TASK GOAL:
From the listing below, extract every line containing "delta".

DATASET:
//! Simulation engine for running an ecosystem.

use crate::clock::{Clock, ClockState, TickReport};
use crate::dice::{Dice, SeededDice};
use crate::entity::{Creature, Entity, Vitality, Vitals};
use crate::grid::Grid;
use crate::observe::WorldSnapshot;
use crate::registry::Registry;
use ecogrid_core::{
    Coord, DeathCause, EntityId, InvariantViolation, Kind, PlacementFailure, Population, Result,
    RulesConfig, Sex, SimulationConfig, WorldConfig,
};
use std::collections::HashSet;
use tracing::{debug, info, trace};

/// Initial mass is drawn from `[1, 300)`.
pub const MASS_RANGE: (i32, i32) = (1, 300);
pub const HIT_POWER_RANGE: (i32, i32) = (15, 45);
pub const AGGRESSION_RANGE: (i32, i32) = (0, 100);
/// Plants propagate instead of growing with probability `1 / PROPAGATION_ODDS`.
pub const PROPAGATION_ODDS: i32 = 10;

/// The grid, the live population and the rules that drive them.
pub struct Ecosystem<D: Dice = SeededDice> {
    pub(crate) grid: Grid,
    pub(crate) registry: Registry,
    pub(crate) rules: RulesConfig,
    pub(crate) dice: D,
    clock: Clock,
    pub(crate) report: TickReport,
}

impl Ecosystem<SeededDice> {
    pub fn new(config: &SimulationConfig) -> Result<Self> {
        config.validate()?;
        Ok(Self::with_dice(
            &config.world,
            config.rules.clone(),
            SeededDice::new(config.seed),
        ))
    }
}

impl<D: Dice> Ecosystem<D> {
    pub fn with_dice(world: &WorldConfig, rules: RulesConfig, dice: D) -> Self {
        Self {
            grid: Grid::from_config(world),
            registry: Registry::new(),
            rules,
            dice,
            clock: Clock::new(),
            report: TickReport::default(),
        }
    }

    pub fn grid(&self) -> &Grid {
        &self.grid
    }

    pub fn registry(&self) -> &Registry {
        &self.registry
    }

    pub fn get(&self, id: EntityId) -> Option<&Entity> {
        self.registry.get(id)
    }

    pub fn is_alive(&self, id: EntityId) -> bool {
        self.registry.contains(id)
    }

    pub fn population(&self) -> Population {
        self.registry.population()
    }

    pub fn tick(&self) -> u64 {
        self.clock.tick()
    }

    pub fn clock_state(&self) -> ClockState {
        self.clock.state()
    }

    /// Report of the last completed tick
    pub fn last_report(&self) -> &TickReport {
        &self.report
    }

    pub fn dice_mut(&mut self) -> &mut D {
        &mut self.dice
    }

    /// Create an entity of `kind` with random attributes and place it at a
    /// random location. Nothing is registered if placement fails.
    pub fn create_and_place(
        &mut self,
        kind: Kind,
        age_seed: u32,
    ) -> std::result::Result<EntityId, PlacementFailure> {
        let entity = self.conceive(kind, age_seed);
        self.place_new(entity)
    }

    /// Place an entity with explicit attributes, claiming only empty
    /// neighbours of `start` like [`Ecosystem::create_and_place`] does.
    pub fn place_at(
        &mut self,
        age: u32,
        mass: f64,
        creature: Creature,
        start: Coord,
    ) -> std::result::Result<EntityId, PlacementFailure> {
        let id = self.registry.allocate_id();
        self.place_new_at(Entity::new(id, age, mass, creature), start)
    }

    /// Run one tick and return the population that survived it.
    ///
    /// Entities act in registration order. Entities removed earlier in the
    /// tick are skipped and newborns wait for the next tick.
    pub fn advance_tick(&mut self) -> Population {
        let tick = self.clock.begin();
        let growths_before = self.grid.growths();
        self.report = TickReport::new(tick);

        for id in self.registry.snapshot() {
            if !self.registry.contains(id) {
                continue;
            }
            self.act(id);
        }

        self.registry.compact();
        let population = self.registry.population();
        self.report.population = population;
        self.report.grid_growths = self.grid.growths() - growths_before;
        self.clock.finish(&population);

        debug_assert_eq!(self.verify_invariants(), Ok(()));

        debug!(
            tick,
            births = self.report.births,
            deaths = self.report.total_deaths(),
            grid_growths = self.report.grid_growths,
            population = population.total(),
            "Tick complete"
        );

        if self.clock.is_extinct() {
            info!(tick, "Population extinct");
        }

        population
    }

    fn act(&mut self, id: EntityId) {
        let Some(kind) = self.registry.get(id).map(Entity::kind) else {
            return;
        };
        if !self.pass_time(id) {
            return;
        }
        match kind {
            Kind::Plant => {}
            Kind::Herbivore => {
                self.wander(id);
                self.eat(id);
                self.reproduce(id);
            }
            Kind::Omnivore => {
                self.wander(id);
                self.eat(id);
                self.attack(id);
                self.reproduce(id);
            }
            Kind::Carnivore => {
                self.wander(id);
                self.roll_aggressiveness(id);
                self.attack(id);
                self.reproduce(id);
            }
        }
    }

    /// Passive update of one tick. Returns whether the entity survived.
    pub(crate) fn pass_time(&mut self, id: EntityId) -> bool {
        let Some(entity) = self.registry.get_mut(id) else {
            return false;
        };
        let max_age = self.rules.for_kind(entity.kind()).max_age;

        if let Vitality::Dead(cause) = entity.grow_older(max_age) {
            self.kill(id, cause);
            return false;
        }

        match entity.kind() {
            Kind::Plant => return self.tend_plant(id),
            Kind::Herbivore | Kind::Omnivore | Kind::Carnivore => {}
        }

        let mass = entity.mass;
        let outcome = match entity.vitals_mut().map(|vitals| vitals.metabolize(mass)) {
            Some(Vitality::Dead(cause)) => Vitality::Dead(cause),
            Some(Vitality::Alive) | None => entity.decay_mass(),
        };
        if !self.settle(id, outcome, None) {
            return false;
        }
        self.refresh_size(id);
        true
    }

    /// A plant either propagates or grows each tick, never both.
    fn tend_plant(&mut self, id: EntityId) -> bool {
        if self.dice.one_in(PROPAGATION_ODDS) {
            self.propagate(id);
        } else {
            if let Some(plant) = self.registry.get_mut(id) {
                plant.grow();
            }
            self.refresh_size(id);
        }
        true
    }

    fn wander(&mut self, id: EntityId) {
        if self.is_alive(id) && self.dice.flip() {
            self.relocate(id);
        }
    }

    fn roll_aggressiveness(&mut self, id: EntityId) {
        let roll = self.dice.int(AGGRESSION_RANGE.0, AGGRESSION_RANGE.1);
        if let Some(Creature::Carnivore { aggressiveness, .. }) =
            self.registry.get_mut(id).map(|entity| &mut entity.creature)
        {
            *aggressiveness = roll;
        }
    }

    /// Remove an entity from the registry and retract its footprint in the
    /// same step. Killing an already removed entity is a no-op.
    pub(crate) fn kill(&mut self, id: EntityId, cause: DeathCause) -> bool {
        let Some(mut entity) = self.registry.remove(id) else {
            return false;
        };
        entity.footprint.release_all(&mut self.grid, id);
        self.report.record_death(cause);
        debug!(
            entity_id = %id,
            kind = %entity.kind(),
            age = entity.age,
            mass = entity.mass,
            cause = ?cause,
            tick = self.clock.tick(),
            "Entity died"
        );
        true
    }

    pub(crate) fn adjust_hunger(&mut self, id: EntityId, delta: f64) -> bool {
        let outcome = match self.registry.get_mut(id).and_then(Entity::vitals_mut) {
            Some(vitals) => vitals.adjust_hunger(delta),
            None => return self.is_alive(id),
        };
        self.settle(id, outcome, None)
    }

    /// Change health; `cause` overrides the death cause if it drops to zero.
    pub(crate) fn adjust_health(
        &mut self,
        id: EntityId,
        delta: f64,
        cause: Option<DeathCause>,
    ) -> bool {
        let outcome = match self.registry.get_mut(id).and_then(Entity::vitals_mut) {
            Some(vitals) => vitals.adjust_health(delta),
            None => return self.is_alive(id),
        };
        self.settle(id, outcome, cause)
    }

    /// Change mass and re-derive the footprint if the size changed.
    pub(crate) fn adjust_mass(&mut self, id: EntityId, delta: f64) -> bool {
        let outcome = match self.registry.get_mut(id) {
            Some(entity) => entity.adjust_mass(delta),
            None => return false,
        };
        if !self.settle(id, outcome, None) {
            return false;
        }
        self.refresh_size(id);
        true
    }

    fn refresh_size(&mut self, id: EntityId) {
        let changed = self
            .registry
            .get_mut(id)
            .map_or(false, Entity::refresh_size);
        if changed {
            self.reshape(id);
        }
    }

    fn settle(&mut self, id: EntityId, outcome: Vitality, cause: Option<DeathCause>) -> bool {
        match outcome {
            Vitality::Alive => true,
            Vitality::Dead(natural) => {
                self.kill(id, cause.unwrap_or(natural));
                false
            }
        }
    }

    /// A detached entity of `kind` with freshly rolled attributes.
    pub(crate) fn conceive(&mut self, kind: Kind, age: u32) -> Entity {
        let id = self.registry.allocate_id();
        let mass = self.dice.int(MASS_RANGE.0, MASS_RANGE.1) as f64;
        let creature = match kind {
            Kind::Plant => Creature::Plant {
                toxic: self.dice.flip(),
            },
            Kind::Herbivore => Creature::Herbivore(self.roll_vitals()),
            Kind::Omnivore => Creature::Omnivore(self.roll_vitals()),
            Kind::Carnivore => Creature::Carnivore {
                vitals: self.roll_vitals(),
                aggressiveness: 0,
            },
        };
        Entity::new(id, age, mass, creature)
    }

    fn roll_vitals(&mut self) -> Vitals {
        let sex = Sex::from_bool(self.dice.flip());
        let hit_power = self.dice.int(HIT_POWER_RANGE.0, HIT_POWER_RANGE.1) as f64;
        Vitals::newborn(sex, hit_power)
    }

    /// Read-only view of the world, consistent between ticks.
    pub fn snapshot(&self) -> WorldSnapshot {
        WorldSnapshot::capture(self.clock.tick(), &self.grid, &self.registry)
    }

    /// Check that the grid and every footprint agree in both directions.
    pub fn verify_invariants(&self) -> std::result::Result<(), InvariantViolation> {
        for entity in self.registry.iter() {
            let cells = entity.footprint.len();
            if cells > entity.size as usize {
                return Err(InvariantViolation::Oversized {
                    entity: entity.id,
                    cells,
                    size: entity.size,
                });
            }
            for &coord in entity.footprint.cells() {
                if !self.grid.in_bounds(coord) {
                    return Err(InvariantViolation::OutOfBounds {
                        entity: entity.id,
                        coord,
                    });
                }
                if !self.grid.cell(coord).contains(entity.id) {
                    return Err(InvariantViolation::MissingOccupant {
                        entity: entity.id,
                        coord,
                    });
                }
            }
        }

        for (coord, cell) in self.grid.occupied() {
            let mut seen = HashSet::new();
            for &id in cell.occupants() {
                if !seen.insert(id) {
                    return Err(InvariantViolation::Duplicate { entity: id, coord });
                }
                match self.registry.get(id) {
                    None => return Err(InvariantViolation::DanglingHandle { entity: id, coord }),
                    Some(entity) if !entity.footprint.contains(coord) => {
                        return Err(InvariantViolation::UnlistedOccupant { entity: id, coord })
                    }
                    Some(_) => {}
                }
            }
        }

        trace!(entities = self.registry.len(), "Invariants verified");
        Ok(())
    }
}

YOUR RESPONSE:
    pub(crate) fn adjust_hunger(&mut self, id: EntityId, delta: f64) -> bool {
            Some(vitals) => vitals.adjust_hunger(delta),
        delta: f64,
            Some(vitals) => vitals.adjust_health(delta),
    pub(crate) fn adjust_mass(&mut self, id: EntityId, delta: f64) -> bool {
            Some(entity) => entity.adjust_mass(delta),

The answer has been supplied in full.